Incluso giré la cabeza siguiéndola. La infancia. Mi madre decía: Superar la infancia es sobrevivir al peor de los tsunamis. Yo no la entendía. ¿Qué le habría pasado? Si rompía un vaso, lanzaba los vidrios al tacho sin envolverlos. Mamá, el basurero se cortará las manos. El riesgo es parte de su trabajo, respondía. Su cuadro favorito: “Destrucción de Pompeya”. La copia sigue en la sala de casa. Por el reflejo de la luz en el agua, las horas quietas del mar, yo lo creía un reino perdido, la Atlántida o algo así. Vi la destrucción cuando supe el título. Mi madre es la última taquígrafa de su trabajo, es secretaria de gerencia en un banco. En su agenda, los nombres, las direcciones, los pendientes y —qué sé yo— son signos que nadie más comprende. Los secretos nos hacen interesantes. Yo robé una foto de una exposición. La imagen de una mujer leyendo. Colgaba de un clavo, parecía tan fácil. Caminé hacia la entrada, los policías miraban videos sin audio en la computadora. Me alejé como un ladrón profesional, llevándola en la mano. La foto me acompaña todavía, una vez le conté a una chica del robo de la foto y me besó.

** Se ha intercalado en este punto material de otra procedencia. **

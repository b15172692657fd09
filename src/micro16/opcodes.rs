//! # Micro16 Instruction Table
//!
//! Opcodes are grouped by high nibble: system (0x), register transfer (1x), memory (2x),
//! stack (4x), arithmetic (5x/6x), logic (7x), shifts (8x), jumps (Ax/Bx), calls (Cx),
//! loops (Dx), strings (Ex) and I/O (Fx). No Micro16 opcode packs a register; every
//! operand follows in its own bytes.
//!
//! Register-register rows use the `dst << 4 | src` byte; register-immediate rows carry a
//! register byte and a little-endian word.

use crate::addressing::AddressingMode;
use crate::opcodes::InstructionDescriptor;

/// Branch conditions, including the signed and unsigned comparisons.
#[derive(Debug, Clone, Copy, PartialEq, Eq)]
pub enum Condition {
    Zero,
    NotZero,
    Carry,
    NoCarry,
    Sign,
    NoSign,
    Overflow,
    NoOverflow,
    /// S != O
    Less,
    /// S == O
    GreaterEqual,
    /// Z or S != O
    LessEqual,
    /// !Z and S == O
    Greater,
    /// !C and !Z
    Above,
    /// C or Z
    BelowEqual,
}

/// Micro16 operations.
#[derive(Debug, Clone, Copy, PartialEq, Eq)]
pub enum Op {
    // System
    Nop,
    Hlt,
    Wait,
    Lock,
    Int,
    Iret,
    Cli,
    Sti,
    Clc,
    Stc,
    Cmc,
    Cld,
    Std,
    Pushf,
    Popf,
    // Register transfer
    MovRr,
    MovRi,
    Xchg,
    MovSegReg,
    MovRegSeg,
    MovRegSp,
    MovSpReg,
    AddSp,
    SubSp,
    // Memory
    Ld,
    St,
    Ldb,
    Stb,
    LdIdx,
    StIdx,
    Lea,
    Lds,
    Les,
    LdSp,
    StSp,
    // Stack
    Push,
    Pop,
    PushSeg,
    PopSeg,
    Pusha,
    Popa,
    Enter,
    Leave,
    // Arithmetic
    AddRr,
    AddRi,
    AdcRr,
    AdcRi,
    SubRr,
    SubRi,
    SbcRr,
    SbcRi,
    CmpRr,
    CmpRi,
    Neg,
    Inc,
    Dec,
    Mul,
    Imul,
    Div,
    Idiv,
    // Logic
    AndRr,
    AndRi,
    OrRr,
    OrRi,
    XorRr,
    XorRi,
    Not,
    TestRr,
    TestRi,
    // Shifts
    Shl,
    Shr,
    Sar,
    Rol,
    Ror,
    Rcl,
    Rcr,
    // Control flow
    Jmp,
    JmpFar,
    JmpReg,
    Jr,
    Jump(Condition),
    Call,
    CallFar,
    CallReg,
    Ret,
    Retf,
    RetN,
    Loop,
    Loopz,
    Loopnz,
    // Strings
    Movsb,
    Movsw,
    Cmpsb,
    Cmpsw,
    Stosb,
    Stosw,
    Lodsb,
    Lodsw,
    Rep,
    Repz,
    Repnz,
    // I/O
    In,
    Out,
    Inb,
    Outb,
}

impl Op {
    /// Returns true for the string primitives a repeat prefix may precede.
    pub fn is_string(self) -> bool {
        matches!(
            self,
            Op::Movsb
                | Op::Movsw
                | Op::Cmpsb
                | Op::Cmpsw
                | Op::Stosb
                | Op::Stosw
                | Op::Lodsb
                | Op::Lodsw
        )
    }
}

const fn row(
    mnemonic: &'static str,
    opcode: u8,
    op: Op,
    mode: AddressingMode,
    cycles: u8,
) -> InstructionDescriptor<Op> {
    implied(mnemonic, opcode, op, mode, "", cycles)
}

const fn implied(
    mnemonic: &'static str,
    opcode: u8,
    op: Op,
    mode: AddressingMode,
    text: &'static str,
    cycles: u8,
) -> InstructionDescriptor<Op> {
    InstructionDescriptor {
        mnemonic,
        opcode,
        op,
        mode,
        implied: text,
        cycles,
    }
}

use AddressingMode::*;
use Condition::*;

/// The complete Micro16 instruction set.
///
/// Cycle costs include the one-cycle opcode fetch. Repeat prefixes cost one cycle plus
/// two per iteration.
pub static INSTRUCTION_TABLE: &[InstructionDescriptor<Op>] = &[
    // System
    row("NOP", 0x00, Op::Nop, Implicit, 2),
    row("HLT", 0x01, Op::Hlt, Implicit, 2),
    row("WAIT", 0x02, Op::Wait, Implicit, 2),
    row("LOCK", 0x03, Op::Lock, Implicit, 1),
    row("INT", 0x04, Op::Int, Immediate8, 6),
    row("IRET", 0x05, Op::Iret, Implicit, 6),
    row("CLI", 0x06, Op::Cli, Implicit, 2),
    row("STI", 0x07, Op::Sti, Implicit, 2),
    row("CLC", 0x08, Op::Clc, Implicit, 2),
    row("STC", 0x09, Op::Stc, Implicit, 2),
    row("CMC", 0x0A, Op::Cmc, Implicit, 2),
    row("CLD", 0x0B, Op::Cld, Implicit, 2),
    row("STD", 0x0C, Op::Std, Implicit, 2),
    row("PUSHF", 0x0D, Op::Pushf, Implicit, 3),
    row("POPF", 0x0E, Op::Popf, Implicit, 3),
    // Register transfer
    row("MOV", 0x10, Op::MovRr, RegisterPair, 3),
    row("MOV", 0x11, Op::MovRi, RegisterImm16, 4),
    row("XCHG", 0x12, Op::Xchg, RegisterPair, 4),
    row("MOV", 0x13, Op::MovSegReg, SegmentFromRegister, 3),
    row("MOV", 0x14, Op::MovRegSeg, RegisterFromSegment, 3),
    implied("MOV", 0x15, Op::MovRegSp, Register, ",SP", 3),
    implied("MOV", 0x16, Op::MovSpReg, Register, "SP,", 3),
    implied("ADD", 0x17, Op::AddSp, Immediate16, "SP,", 4),
    implied("SUB", 0x18, Op::SubSp, Immediate16, "SP,", 4),
    // Memory
    row("LD", 0x20, Op::Ld, RegisterDirect, 5),
    row("ST", 0x21, Op::St, RegisterDirect, 5),
    row("LDB", 0x22, Op::Ldb, RegisterDirect, 5),
    row("STB", 0x23, Op::Stb, RegisterDirect, 5),
    row("LD", 0x24, Op::LdIdx, IndexedLoad, 6),
    row("ST", 0x25, Op::StIdx, IndexedStore, 6),
    row("LEA", 0x26, Op::Lea, RegisterDirect, 4),
    row("LDS", 0x27, Op::Lds, RegisterDirect, 7),
    row("LES", 0x28, Op::Les, RegisterDirect, 7),
    row("LD", 0x29, Op::LdSp, StackRelative, 6),
    row("ST", 0x2A, Op::StSp, StackRelative, 6),
    // Stack
    row("PUSH", 0x40, Op::Push, Register, 3),
    row("POP", 0x41, Op::Pop, Register, 3),
    row("PUSH", 0x42, Op::PushSeg, Segment, 3),
    row("POP", 0x43, Op::PopSeg, Segment, 3),
    row("PUSHA", 0x44, Op::Pusha, Implicit, 11),
    row("POPA", 0x45, Op::Popa, Implicit, 11),
    row("ENTER", 0x46, Op::Enter, Frame, 11),
    row("LEAVE", 0x47, Op::Leave, Implicit, 5),
    // Arithmetic
    row("ADD", 0x50, Op::AddRr, RegisterPair, 3),
    row("ADD", 0x51, Op::AddRi, RegisterImm16, 4),
    row("ADC", 0x52, Op::AdcRr, RegisterPair, 3),
    row("ADC", 0x53, Op::AdcRi, RegisterImm16, 4),
    row("SUB", 0x54, Op::SubRr, RegisterPair, 3),
    row("SUB", 0x55, Op::SubRi, RegisterImm16, 4),
    row("SBC", 0x56, Op::SbcRr, RegisterPair, 3),
    row("SBC", 0x57, Op::SbcRi, RegisterImm16, 4),
    row("CMP", 0x58, Op::CmpRr, RegisterPair, 3),
    row("CMP", 0x59, Op::CmpRi, RegisterImm16, 4),
    row("NEG", 0x5A, Op::Neg, Register, 3),
    row("INC", 0x5B, Op::Inc, Register, 2),
    row("DEC", 0x5C, Op::Dec, Register, 2),
    row("MUL", 0x60, Op::Mul, Register, 11),
    row("IMUL", 0x61, Op::Imul, Register, 13),
    row("DIV", 0x62, Op::Div, Register, 16),
    row("IDIV", 0x63, Op::Idiv, Register, 19),
    // Logic
    row("AND", 0x70, Op::AndRr, RegisterPair, 3),
    row("AND", 0x71, Op::AndRi, RegisterImm16, 4),
    row("OR", 0x72, Op::OrRr, RegisterPair, 3),
    row("OR", 0x73, Op::OrRi, RegisterImm16, 4),
    row("XOR", 0x74, Op::XorRr, RegisterPair, 3),
    row("XOR", 0x75, Op::XorRi, RegisterImm16, 4),
    row("NOT", 0x76, Op::Not, Register, 3),
    row("TEST", 0x77, Op::TestRr, RegisterPair, 3),
    row("TEST", 0x78, Op::TestRi, RegisterImm16, 4),
    // Shifts and rotates
    row("SHL", 0x80, Op::Shl, ShiftCount, 4),
    row("SHR", 0x81, Op::Shr, ShiftCount, 4),
    row("SAR", 0x82, Op::Sar, ShiftCount, 4),
    row("ROL", 0x83, Op::Rol, ShiftCount, 4),
    row("ROR", 0x84, Op::Ror, ShiftCount, 4),
    row("RCL", 0x85, Op::Rcl, ShiftCount, 4),
    row("RCR", 0x86, Op::Rcr, ShiftCount, 4),
    // Jumps
    row("JMP", 0xA0, Op::Jmp, Absolute, 4),
    row("JMP", 0xA1, Op::JmpFar, Far, 5),
    row("JMP", 0xA2, Op::JmpReg, Register, 3),
    row("JR", 0xA3, Op::Jr, Relative, 3),
    row("JZ", 0xB0, Op::Jump(Zero), Absolute, 4),
    row("JNZ", 0xB1, Op::Jump(NotZero), Absolute, 4),
    row("JC", 0xB2, Op::Jump(Carry), Absolute, 4),
    row("JNC", 0xB3, Op::Jump(NoCarry), Absolute, 4),
    row("JS", 0xB4, Op::Jump(Sign), Absolute, 4),
    row("JNS", 0xB5, Op::Jump(NoSign), Absolute, 4),
    row("JO", 0xB6, Op::Jump(Overflow), Absolute, 4),
    row("JNO", 0xB7, Op::Jump(NoOverflow), Absolute, 4),
    row("JL", 0xB8, Op::Jump(Less), Absolute, 4),
    row("JGE", 0xB9, Op::Jump(GreaterEqual), Absolute, 4),
    row("JLE", 0xBA, Op::Jump(LessEqual), Absolute, 4),
    row("JG", 0xBB, Op::Jump(Greater), Absolute, 4),
    row("JA", 0xBC, Op::Jump(Above), Absolute, 4),
    row("JBE", 0xBD, Op::Jump(BelowEqual), Absolute, 4),
    // Calls and returns
    row("CALL", 0xC0, Op::Call, Absolute, 5),
    row("CALL", 0xC1, Op::CallFar, Far, 7),
    row("CALL", 0xC2, Op::CallReg, Register, 4),
    row("RET", 0xC3, Op::Ret, Implicit, 4),
    row("RETF", 0xC4, Op::Retf, Implicit, 5),
    row("RET", 0xC5, Op::RetN, Immediate16, 5),
    // Loops
    row("LOOP", 0xD0, Op::Loop, Relative, 3),
    row("LOOPZ", 0xD1, Op::Loopz, Relative, 3),
    row("LOOPNZ", 0xD2, Op::Loopnz, Relative, 3),
    // Strings
    row("MOVSB", 0xE0, Op::Movsb, Implicit, 5),
    row("MOVSW", 0xE1, Op::Movsw, Implicit, 5),
    row("CMPSB", 0xE2, Op::Cmpsb, Implicit, 5),
    row("CMPSW", 0xE3, Op::Cmpsw, Implicit, 5),
    row("STOSB", 0xE4, Op::Stosb, Implicit, 4),
    row("STOSW", 0xE5, Op::Stosw, Implicit, 4),
    row("LODSB", 0xE6, Op::Lodsb, Implicit, 4),
    row("LODSW", 0xE7, Op::Lodsw, Implicit, 4),
    row("REP", 0xE8, Op::Rep, Prefix, 1),
    row("REPZ", 0xE9, Op::Repz, Prefix, 1),
    row("REPNZ", 0xEA, Op::Repnz, Prefix, 1),
    // I/O
    row("IN", 0xF0, Op::In, RegisterPort16, 5),
    row("OUT", 0xF1, Op::Out, RegisterPort16, 5),
    row("INB", 0xF2, Op::Inb, RegisterPort16, 5),
    row("OUTB", 0xF3, Op::Outb, RegisterPort16, 5),
];

/// Extra cycles per iteration of a repeated string instruction.
pub const REPEAT_CYCLES: u32 = 2;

Juane me pidió otra cerveza. Le abrí una lata. León dijo:
¿Escucharon que es el invierno más frío en treinta años?, y nosotros yéndonos a Ticlio.

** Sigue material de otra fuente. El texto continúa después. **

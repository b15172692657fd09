//! # Micro16
//!
//! The 16-bit segmented machine: eight general registers, four segment registers forming
//! 20-bit physical addresses as `(segment << 4) + offset`, a word-wide stack in SS, a
//! 256-entry interrupt vector table at the bottom of memory and 64 KB of memory-mapped
//! I/O at the top.
//!
//! ## Memory Map
//!
//! | Range             | Use                                   |
//! |-------------------|---------------------------------------|
//! | 0x00000-0x003FF   | Interrupt vectors (offset, segment)   |
//! | 0x00400-0xEFFFF   | General memory                        |
//! | 0xF0000-0xFFFFF   | I/O ports (`IN`/`OUT` port + base)    |

pub mod cpu;
mod instructions;
pub mod opcodes;

pub use cpu::{Micro16, Micro16Flags};

/// Size of the physical address space in bytes.
pub const MEMORY_SIZE: usize = 0x10_0000;

pub const DEFAULT_CS: u16 = 0x0000;
pub const DEFAULT_DS: u16 = 0x0000;
pub const DEFAULT_SS: u16 = 0x0F00;
pub const DEFAULT_ES: u16 = 0x0000;
pub const DEFAULT_SP: u16 = 0xFFFE;
pub const DEFAULT_PC: u16 = 0x0100;

/// Physical address of the interrupt vector table.
pub const IVT_BASE: u32 = 0x0_0000;

/// Physical address of I/O port 0.
pub const MMIO_BASE: u32 = 0xF_0000;

/// Vector raised by a division by zero.
pub const DIVIDE_ERROR_VECTOR: u8 = 0;

/// Default assembly origin.
pub const ORIGIN: u32 = DEFAULT_PC as u32;

/// Maximum number of labels in one program.
pub const MAX_LABELS: usize = 512;

/// Maximum number of equates in one program.
pub const MAX_EQUATES: usize = 256;

/// Segment register indices as encoded in segment operand fields.
pub const CS: u8 = 0;
pub const DS: u8 = 1;
pub const SS: u8 = 2;
pub const ES: u8 = 3;

/// General register indices.
pub const AX: u8 = 0;
pub const BX: u8 = 1;
pub const CX: u8 = 2;
pub const DX: u8 = 3;
pub const SI: u8 = 4;
pub const DI: u8 = 5;
pub const BP: u8 = 6;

Dije que muchos se atrincheraban con este frío, qué aburrido todo, mejor invernar.
León: Cómo exageran, el problema es el cielo gris, este cielo de tormenta sin tormenta.
Yo: El otro día leí que los países más felices del mundo son los que tienen la más alta tasa de suicidios.
Juane siguió sorbiendo de su lata: No tiene sentido.
Dije: Pero no hay relación entre una ciudad donde siempre llueve y el suicidio.
¿Quién querría matarse si es feliz?, dijo Juane. La cerveza, ahora mismo, es lo único que me hace feliz. Reímos. Comenzó a eructar: A, B, C, D, E, F, G, H. Lo seguimos. Ya nos cuesta completar el abecedario. Cuando debes esforzarte, algo se ha perdido o no.
Pasamos por debajo de otro puente.
¿Alguien se habrá lanzado desde acá?, dijo León.
No lo creo, León filosofando, dije.
Ábreme otra cerveza y no jodas.
De un tacle te la abro, vas a ver.
Muy vivo te crees, ¿no? Los ojos de León sonreían en el espejo retrovisor. Su voz continuó arrogante: Todo el día leyendo, ¿para qué?
Para saber que en Tokio hay salas de aburrimiento.
Juane dijo: El aburrimiento es igual en cualquier parte. Si pudiera viajar confirmaría que todo el planeta duerme en camas. Mira, aunque la cama sea hielo forrado con piel de foca, es una cama. ¿Cómo se viralizaron las camas antes de Internet?, siempre me lo pregunto.
Juane, se nota que estás aburrido, viajando justamente migraban las ideas, le dije. Por el bien de las focas, cállate.
Y en ese momento pasamos junto a un mercado.
León disminuyó la velocidad. Lechugas, tomates, zanahorias, choclos, coles, equilibrados en altos montículos sobre amplias mesas. Varios sacos permanecían en el piso —no era necesario abrirlos—, el mercado estaba muerto. Gallinas corrían locas, libres, ninguna hacia la carretera. Nadie les había enseñado a evitarla. Su curiosidad se conformaba con picotear el mismo suelo raso.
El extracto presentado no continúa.